The Association of Independent Meat Suppliers (AIMS) says many could be closed down overnight if new food safety regulations get the go-ahead.

And Nick Utting, north London secretary of the National Farmers Union believes that up to 100 companies in the north of the county alone could be affected.

Abattoirs are already subject to Food Hygiene Regulations, but since January 1 all businesses handling products from animals have been included too.

The Meat Hygiene Service employs vets from private companies to attend and inspect meat plants and they can close down a plant if a number of regulations are breached.

AIMS says the inspectors do not have to provide evidence of any risk to hygiene, public health or safety and claim the powers have been used in a “capricious and vindictive” way.

Meat plant owners, it is claimed, have been stopped from operating for “trivia” such as having an untidy changing room or leaving Wellington boots on a rest-room floor.

Now other businesses in the food chain, such as farms, processing plants and farm shops using meat, fish, eggs and milk, are set to come under the same scrutiny.

AIMS policy director Norman Bagley said: “The FSA is proposing to introduce a Remedial Action Notice, which is an immoral and unjust power that allows officials to irreparably damage businesses without accountability.

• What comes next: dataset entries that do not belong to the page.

//! Diff-and-apply orchestration.
//!
//! A pass loads the declared resources of the current release, runs them
//! through the mutation pipeline and then talks to the cluster. Nothing is
//! cached between passes: the declared set is recomputed and live state is
//! queried fresh every time.

use std::{
	collections::{BTreeMap, BTreeSet},
	error::Error as StdError,
	fmt,
};

use serde::Serialize;
use thiserror::Error;
use tracing::{debug, info, instrument, warn};

use crate::{
	cluster::{ApiError, ClusterApi, LabelSelector},
	config::{ConfigError, OperatorConfig},
	identity::{NamespaceKind, ResourceIdentity},
	mutation::MutationPipeline,
	policy::DeletionPolicy,
	resource::ManifestResource,
	source::{self, GroupedResources, ManifestSource, SourceDocument, SourceError},
};

/// Field manager and ownership label used when none is configured.
pub const DEFAULT_APP_NAME: &str = "metrics-server-operator";

/// Identities bucketed by `(kind, namespace)`.
pub type IdentityGroups = BTreeMap<NamespaceKind, BTreeSet<ResourceIdentity>>;

#[derive(Debug, Error)]
pub enum ReconcileError {
	#[error("invalid configuration")]
	Config(#[from] ConfigError),

	#[error("loading manifests")]
	Source(#[from] SourceError),

	#[error("listing {group}")]
	List {
		group: NamespaceKind,
		#[source]
		source: ApiError,
	},

	#[error("looking up {resource}")]
	Lookup {
		resource: ResourceIdentity,
		#[source]
		source: ApiError,
	},

	#[error("applying {resource}")]
	Apply {
		resource: ResourceIdentity,
		#[source]
		source: ApiError,
	},

	#[error("deleting {resource}")]
	Delete {
		resource: ResourceIdentity,
		#[source]
		source: ApiError,
	},
}

/// Where the engine is in its lifecycle.
#[derive(Debug, Clone, Default, PartialEq, Eq, Serialize)]
#[serde(tag = "state", content = "reason", rename_all = "kebab-case")]
pub enum PassState {
	#[default]
	Idle,
	Evaluating,
	Applying,
	Settled,
	/// A pass stopped on a failure; the next pass starts over.
	Blocked(String),
	Cleaning,
	Removed,
}

impl fmt::Display for PassState {
	fn fmt(&self, f: &mut fmt::Formatter<'_>) -> fmt::Result {
		match self {
			Self::Idle => f.write_str("idle"),
			Self::Evaluating => f.write_str("evaluating"),
			Self::Applying => f.write_str("applying"),
			Self::Settled => f.write_str("settled"),
			Self::Blocked(reason) => write!(f, "blocked: {reason}"),
			Self::Cleaning => f.write_str("cleaning"),
			Self::Removed => f.write_str("removed"),
		}
	}
}

/// Operator-facing summary of the workload.
#[derive(Debug, Clone, PartialEq, Eq, Serialize)]
#[serde(tag = "status", content = "message", rename_all = "kebab-case")]
pub enum WorkloadStatus {
	Active(String),
	Waiting(String),
	Blocked(String),
	Maintenance(String),
}

impl fmt::Display for WorkloadStatus {
	fn fmt(&self, f: &mut fmt::Formatter<'_>) -> fmt::Result {
		let (status, message) = match self {
			Self::Active(m) => ("active", m),
			Self::Waiting(m) => ("waiting", m),
			Self::Blocked(m) => ("blocked", m),
			Self::Maintenance(m) => ("maintenance", m),
		};
		write!(f, "{status}: {message}")
	}
}

/// Classification of resources after comparing live against expected state.
///
/// `correct` are labeled and declared, `extra` are labeled but no longer
/// declared (or gone), `missing` are declared and present but not labeled.
#[derive(Debug, Clone, Default, PartialEq, Eq, Serialize)]
pub struct ResourceDiff {
	pub correct: BTreeSet<ResourceIdentity>,
	pub extra: BTreeSet<ResourceIdentity>,
	pub missing: BTreeSet<ResourceIdentity>,
}

impl ResourceDiff {
	/// Fold one group into the diff.
	pub fn add_group(
		&mut self,
		live: &BTreeSet<ResourceIdentity>,
		expected: &BTreeSet<ResourceIdentity>,
	) {
		self.correct.extend(live.intersection(expected).cloned());
		self.extra.extend(live.difference(expected).cloned());
		self.missing.extend(expected.difference(live).cloned());
	}

	pub fn is_converged(&self) -> bool {
		self.extra.is_empty() && self.missing.is_empty()
	}
}

/// Render an error with its causes, outermost first.
pub fn error_chain(err: &dyn StdError) -> String {
	let mut message = err.to_string();
	let mut source = err.source();
	while let Some(cause) = source {
		message.push_str(": ");
		message.push_str(&cause.to_string());
		source = cause.source();
	}
	message
}

/// Render the configured release of `source` and run every document through
/// `pipeline`. Needs no cluster.
pub fn declared_manifests(
	source: &ManifestSource,
	config: &OperatorConfig,
	pipeline: &MutationPipeline,
	components: &[String],
) -> Result<Vec<ManifestResource>, ReconcileError> {
	let release = source.current_release(config)?;
	let mut documents =
		source.load_documents(&release, components, &config.template_context())?;
	for SourceDocument { value, .. } in &mut documents {
		pipeline.apply(value);
	}
	let ordered = source::expand(documents)?;
	debug!(%release, resources = ordered.len(), "computed declared resources");
	Ok(ordered)
}

/// Declared resources of a pass, in document order and grouped.
#[derive(Debug, Default)]
struct Declared {
	ordered: Vec<ManifestResource>,
	grouped: GroupedResources,
}

pub struct ReconciliationEngine<C> {
	cluster: C,
	source: ManifestSource,
	config: OperatorConfig,
	app_name: String,
	components: Vec<String>,
	pipeline: MutationPipeline,
	state: PassState,
}

impl<C: ClusterApi> ReconciliationEngine<C> {
	/// Engine running the standard pipeline for `config`.
	pub fn new(
		cluster: C,
		source: ManifestSource,
		config: OperatorConfig,
		app_name: impl Into<String>,
	) -> Self {
		let app_name = app_name.into();
		let pipeline = MutationPipeline::standard(
			&app_name,
			config.registry().map(str::to_string),
			config.extra_args(),
		);
		Self::with_pipeline(cluster, source, config, app_name, pipeline)
	}

	pub fn with_pipeline(
		cluster: C,
		source: ManifestSource,
		config: OperatorConfig,
		app_name: impl Into<String>,
		pipeline: MutationPipeline,
	) -> Self {
		Self {
			cluster,
			source,
			config,
			app_name: app_name.into(),
			components: Vec::new(),
			pipeline,
			state: PassState::Idle,
		}
	}

	/// Restrict the engine to some manifest files of the release, by stem.
	#[must_use]
	pub fn with_components(mut self, components: Vec<String>) -> Self {
		self.components = components;
		self
	}

	pub fn state(&self) -> &PassState {
		&self.state
	}

	pub fn app_name(&self) -> &str {
		&self.app_name
	}

	pub fn config(&self) -> &OperatorConfig {
		&self.config
	}

	pub fn source(&self) -> &ManifestSource {
		&self.source
	}

	pub fn cluster(&self) -> &C {
		&self.cluster
	}

	/// The active release identifier.
	pub fn current_version(&self) -> Result<String, ReconcileError> {
		Ok(self.source.current_release(&self.config)?)
	}

	fn owner_selector(&self) -> LabelSelector {
		LabelSelector::new().with(self.app_name.clone(), "true")
	}

	/// Declared resources, with namespaced objects that name no namespace
	/// placed where the cluster would put them.
	fn declared(&self) -> Result<Declared, ReconcileError> {
		let mut ordered =
			declared_manifests(&self.source, &self.config, &self.pipeline, &self.components)?;
		for resource in &mut ordered {
			if resource.metadata.namespace.is_none() {
				resource.metadata.namespace = self.cluster.default_namespace(&resource.kind);
			}
		}
		let grouped = source::group(ordered.iter().cloned());
		Ok(Declared { ordered, grouped })
	}

	/// Mutated resources of the current release, in document order.
	pub fn manifests(&self) -> Result<Vec<ManifestResource>, ReconcileError> {
		Ok(self.declared()?.ordered)
	}

	#[instrument(skip(self))]
	pub fn declared_resources(&self) -> Result<IdentityGroups, ReconcileError> {
		Ok(identities(&self.declared()?.grouped))
	}

	/// Labeled resources per declared group. A group is queried in the
	/// namespace of its first declared resource; empty groups are skipped.
	#[instrument(skip(self))]
	pub fn live_resources(&self) -> Result<IdentityGroups, ReconcileError> {
		let declared = self.declared()?;
		let mut live = IdentityGroups::new();
		for (group, resources) in &declared.grouped {
			if let Some(found) = self.live_group(group, resources)? {
				live.insert(group.clone(), found);
			}
		}
		Ok(live)
	}

	fn live_group(
		&self,
		group: &NamespaceKind,
		resources: &BTreeSet<ManifestResource>,
	) -> Result<Option<BTreeSet<ResourceIdentity>>, ReconcileError> {
		let Some(first) = resources.first() else {
			return Ok(None);
		};
		let found = self
			.cluster
			.list(
				&group.kind,
				first.metadata.namespace.as_deref(),
				&self.owner_selector(),
			)
			.map_err(|source| ReconcileError::List {
				group: group.clone(),
				source,
			})?;
		Ok(Some(found.iter().map(ManifestResource::identity).collect()))
	}

	fn lookup(&self, resource: &ManifestResource) -> Result<Option<ManifestResource>, ReconcileError> {
		self.cluster
			.get(
				&resource.kind,
				&resource.metadata.name,
				resource.metadata.namespace.as_deref(),
			)
			.map_err(|source| ReconcileError::Lookup {
				resource: resource.identity(),
				source,
			})
	}

	fn expected_group(
		&self,
		resources: &BTreeSet<ManifestResource>,
	) -> Result<BTreeSet<ResourceIdentity>, ReconcileError> {
		let mut expected = BTreeSet::new();
		for resource in resources {
			if self.lookup(resource)?.is_some() {
				expected.insert(resource.identity());
			}
		}
		Ok(expected)
	}

	/// Declared identities that currently exist in the cluster.
	#[instrument(skip(self))]
	pub fn expected_resources(&self) -> Result<IdentityGroups, ReconcileError> {
		let declared = self.declared()?;
		let mut expected = IdentityGroups::new();
		for (group, resources) in &declared.grouped {
			expected.insert(group.clone(), self.expected_group(resources)?);
		}
		Ok(expected)
	}

	/// Compare live and expected state, optionally only for groups whose
	/// kind matches `kind_filter` (case-insensitive).
	#[instrument(skip(self))]
	pub fn diff(&self, kind_filter: Option<&str>) -> Result<ResourceDiff, ReconcileError> {
		let declared = self.declared()?;
		let mut diff = ResourceDiff::default();
		for (group, resources) in &declared.grouped {
			if kind_filter.is_some_and(|kind| !group.matches_kind(kind)) {
				continue;
			}
			let Some(live) = self.live_group(group, resources)? else {
				continue;
			};
			let expected = self.expected_group(resources)?;
			diff.add_group(&live, &expected);
		}
		info!(
			correct = diff.correct.len(),
			extra = diff.extra.len(),
			missing = diff.missing.len(),
			"computed resource diff"
		);
		Ok(diff)
	}

	fn apply_resource(&self, resource: &ManifestResource) -> Result<(), ReconcileError> {
		info!(resource = %resource.identity(), "applying");
		let result = self.cluster.apply(resource, &self.app_name, false);
		DeletionPolicy::STRICT
			.check(result)
			.map_err(|source| ReconcileError::Apply {
				resource: resource.identity(),
				source,
			})?;
		Ok(())
	}

	/// Apply every declared resource, stopping at the first failure.
	#[instrument(skip(self))]
	pub fn apply(&self) -> Result<(), ReconcileError> {
		for resource in &self.declared()?.ordered {
			self.apply_resource(resource)?;
		}
		Ok(())
	}

	/// Delete `resources`, tolerating the failures the flags allow.
	#[instrument(skip(self, resources))]
	pub fn delete<'a>(
		&self,
		resources: impl IntoIterator<Item = &'a ResourceIdentity>,
		ignore_not_found: bool,
		ignore_unauthorized: bool,
	) -> Result<(), ReconcileError> {
		let policy = DeletionPolicy::new(ignore_not_found, ignore_unauthorized);
		for resource in resources {
			info!(%resource, "deleting");
			let result =
				self.cluster
					.delete(resource.kind(), resource.name(), resource.namespace());
			policy
				.check(result)
				.map_err(|source| ReconcileError::Delete {
					resource: resource.clone(),
					source,
				})?;
		}
		Ok(())
	}

	/// Live objects of declared resources that report conditions.
	#[instrument(skip(self))]
	pub fn status_summary(&self) -> Result<Vec<ManifestResource>, ReconcileError> {
		let mut tracked = Vec::new();
		for resource in &self.declared()?.ordered {
			if let Some(live) = self.lookup(resource)? {
				if !live.conditions().is_empty() {
					tracked.push(live);
				}
			}
		}
		Ok(tracked)
	}

	fn block<T>(&mut self, result: Result<T, ReconcileError>) -> Result<T, ReconcileError> {
		if let Err(err) = &result {
			let reason = error_chain(err);
			warn!(%reason, "pass blocked");
			self.state = PassState::Blocked(reason);
		}
		result
	}

	fn evaluate(&self) -> Result<Declared, ReconcileError> {
		self.config.validate(&self.source.list_releases()?)?;
		self.declared()
	}

	/// One full pass: validate, compute the declared set and apply it.
	#[instrument(skip(self), fields(app = %self.app_name))]
	pub fn reconcile(&mut self) -> Result<(), ReconcileError> {
		self.state = PassState::Evaluating;
		let declared = self.evaluate();
		let declared = self.block(declared)?;

		self.state = PassState::Applying;
		let applied = declared
			.ordered
			.iter()
			.try_for_each(|resource| self.apply_resource(resource));
		self.block(applied)?;

		self.state = PassState::Settled;
		info!(resources = declared.ordered.len(), "pass settled");
		Ok(())
	}

	/// Tear down every declared resource, in reverse document order.
	#[instrument(skip(self), fields(app = %self.app_name))]
	pub fn remove(&mut self) -> Result<(), ReconcileError> {
		self.state = PassState::Cleaning;
		let declared = self.declared();
		let declared = self.block(declared)?;

		let identities: Vec<ResourceIdentity> = declared
			.ordered
			.iter()
			.rev()
			.map(ManifestResource::identity)
			.collect();
		let deleted = self.delete(&identities, true, true);
		self.block(deleted)?;

		self.state = PassState::Removed;
		Ok(())
	}

	/// Delete labeled resources that are no longer expected, then re-diff.
	#[instrument(skip(self))]
	pub fn scrub(&self, kind_filter: Option<&str>) -> Result<ResourceDiff, ReconcileError> {
		let diff = self.diff(kind_filter)?;
		self.delete(&diff.extra, true, false)?;
		self.diff(kind_filter)
	}

	/// Apply declared resources that exist without the ownership label, then
	/// re-diff.
	#[instrument(skip(self))]
	pub fn sync(&self, kind_filter: Option<&str>) -> Result<ResourceDiff, ReconcileError> {
		let diff = self.diff(kind_filter)?;
		if !diff.missing.is_empty() {
			for resource in &self.declared()?.ordered {
				if diff.missing.contains(&resource.identity()) {
					self.apply_resource(resource)?;
				}
			}
		}
		self.diff(kind_filter)
	}

	/// Status to report for the workload.
	pub fn workload_status(&self) -> WorkloadStatus {
		match &self.state {
			PassState::Cleaning | PassState::Removed => {
				return WorkloadStatus::Maintenance("Shutting down".to_string())
			}
			PassState::Blocked(reason) => return WorkloadStatus::Blocked(reason.clone()),
			_ => {}
		}

		let tracked = match self.status_summary() {
			Ok(tracked) => tracked,
			Err(err) => {
				warn!(error = %error_chain(&err), "failed to read workload status");
				return WorkloadStatus::Waiting("Waiting for API server".to_string());
			}
		};
		let not_ready: Vec<String> = tracked
			.iter()
			.filter(|r| !r.is_ready())
			.map(|r| r.identity().to_string())
			.collect();
		if not_ready.is_empty() {
			WorkloadStatus::Active("Ready".to_string())
		} else {
			WorkloadStatus::Waiting(format!("Not ready: {}", not_ready.join(", ")))
		}
	}
}

fn identities(grouped: &GroupedResources) -> IdentityGroups {
	grouped
		.iter()
		.map(|(group, resources)| {
			(
				group.clone(),
				resources.iter().map(ManifestResource::identity).collect(),
			)
		})
		.collect()
}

“We believe that the authorities need powers to close a business without delay – but these powers should be used openly and publicly, with an opportunity for the operator to be heard impartially.”

Mr Utting said: “The vast majority of companies in London are still producing milk for major suppliers or livestock for auction – but I reckon about 100 in the north of the county are selling produce directly to the public. That number has grown since the foot-and-mouth crisis.”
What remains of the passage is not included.